**PROMPT**
What is needed is every line of the data that includes the word "Sampler". Please copy each one.

**Stored data entries**
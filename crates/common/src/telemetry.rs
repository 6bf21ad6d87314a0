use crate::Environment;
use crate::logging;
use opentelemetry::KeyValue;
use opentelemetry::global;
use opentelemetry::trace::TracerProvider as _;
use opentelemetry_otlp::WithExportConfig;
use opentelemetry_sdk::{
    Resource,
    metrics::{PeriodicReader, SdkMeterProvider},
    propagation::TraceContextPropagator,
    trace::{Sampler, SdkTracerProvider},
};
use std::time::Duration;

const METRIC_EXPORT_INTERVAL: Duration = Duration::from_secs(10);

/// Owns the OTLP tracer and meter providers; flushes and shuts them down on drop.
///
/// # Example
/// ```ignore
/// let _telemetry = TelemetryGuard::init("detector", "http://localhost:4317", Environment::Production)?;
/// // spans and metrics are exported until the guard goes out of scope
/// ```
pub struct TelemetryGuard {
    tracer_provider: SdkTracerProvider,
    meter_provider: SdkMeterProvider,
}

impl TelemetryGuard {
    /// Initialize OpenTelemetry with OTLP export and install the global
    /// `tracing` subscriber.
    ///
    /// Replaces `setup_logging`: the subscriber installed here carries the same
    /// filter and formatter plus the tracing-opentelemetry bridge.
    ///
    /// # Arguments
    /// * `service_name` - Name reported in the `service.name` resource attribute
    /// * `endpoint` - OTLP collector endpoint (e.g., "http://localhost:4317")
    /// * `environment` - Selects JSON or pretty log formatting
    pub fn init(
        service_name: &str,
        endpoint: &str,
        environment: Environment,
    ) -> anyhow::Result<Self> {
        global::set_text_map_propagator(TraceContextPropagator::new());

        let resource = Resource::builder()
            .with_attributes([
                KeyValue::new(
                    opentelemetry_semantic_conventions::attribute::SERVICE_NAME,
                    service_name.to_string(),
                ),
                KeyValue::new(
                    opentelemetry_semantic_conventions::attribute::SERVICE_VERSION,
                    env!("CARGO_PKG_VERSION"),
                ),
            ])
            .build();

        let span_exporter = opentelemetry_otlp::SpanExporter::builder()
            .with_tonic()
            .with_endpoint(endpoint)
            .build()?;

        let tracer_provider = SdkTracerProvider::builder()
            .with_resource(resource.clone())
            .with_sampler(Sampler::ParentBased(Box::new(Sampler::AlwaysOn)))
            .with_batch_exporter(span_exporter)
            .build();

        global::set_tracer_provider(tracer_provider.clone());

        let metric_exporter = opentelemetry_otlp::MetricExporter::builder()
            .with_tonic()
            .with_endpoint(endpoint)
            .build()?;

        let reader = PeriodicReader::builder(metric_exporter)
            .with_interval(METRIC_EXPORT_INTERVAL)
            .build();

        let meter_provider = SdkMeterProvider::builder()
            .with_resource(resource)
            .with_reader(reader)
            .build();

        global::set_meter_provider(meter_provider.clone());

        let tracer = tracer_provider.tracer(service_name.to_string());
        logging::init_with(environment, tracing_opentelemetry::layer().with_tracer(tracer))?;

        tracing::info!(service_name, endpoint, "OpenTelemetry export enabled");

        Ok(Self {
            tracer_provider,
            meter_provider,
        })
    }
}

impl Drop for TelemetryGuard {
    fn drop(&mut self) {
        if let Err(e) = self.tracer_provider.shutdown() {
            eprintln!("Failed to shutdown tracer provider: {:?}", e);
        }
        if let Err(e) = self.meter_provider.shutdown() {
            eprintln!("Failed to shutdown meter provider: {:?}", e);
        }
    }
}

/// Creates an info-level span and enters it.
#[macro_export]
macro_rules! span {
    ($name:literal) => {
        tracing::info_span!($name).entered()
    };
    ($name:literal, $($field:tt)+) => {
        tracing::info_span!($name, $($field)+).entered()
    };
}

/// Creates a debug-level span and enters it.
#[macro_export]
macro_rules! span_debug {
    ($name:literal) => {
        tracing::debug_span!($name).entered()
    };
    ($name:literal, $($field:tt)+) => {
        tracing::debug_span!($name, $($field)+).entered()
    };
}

**OUTPUT**
    trace::{Sampler, SdkTracerProvider},
            .with_sampler(Sampler::ParentBased(Box::new(Sampler::AlwaysOn)))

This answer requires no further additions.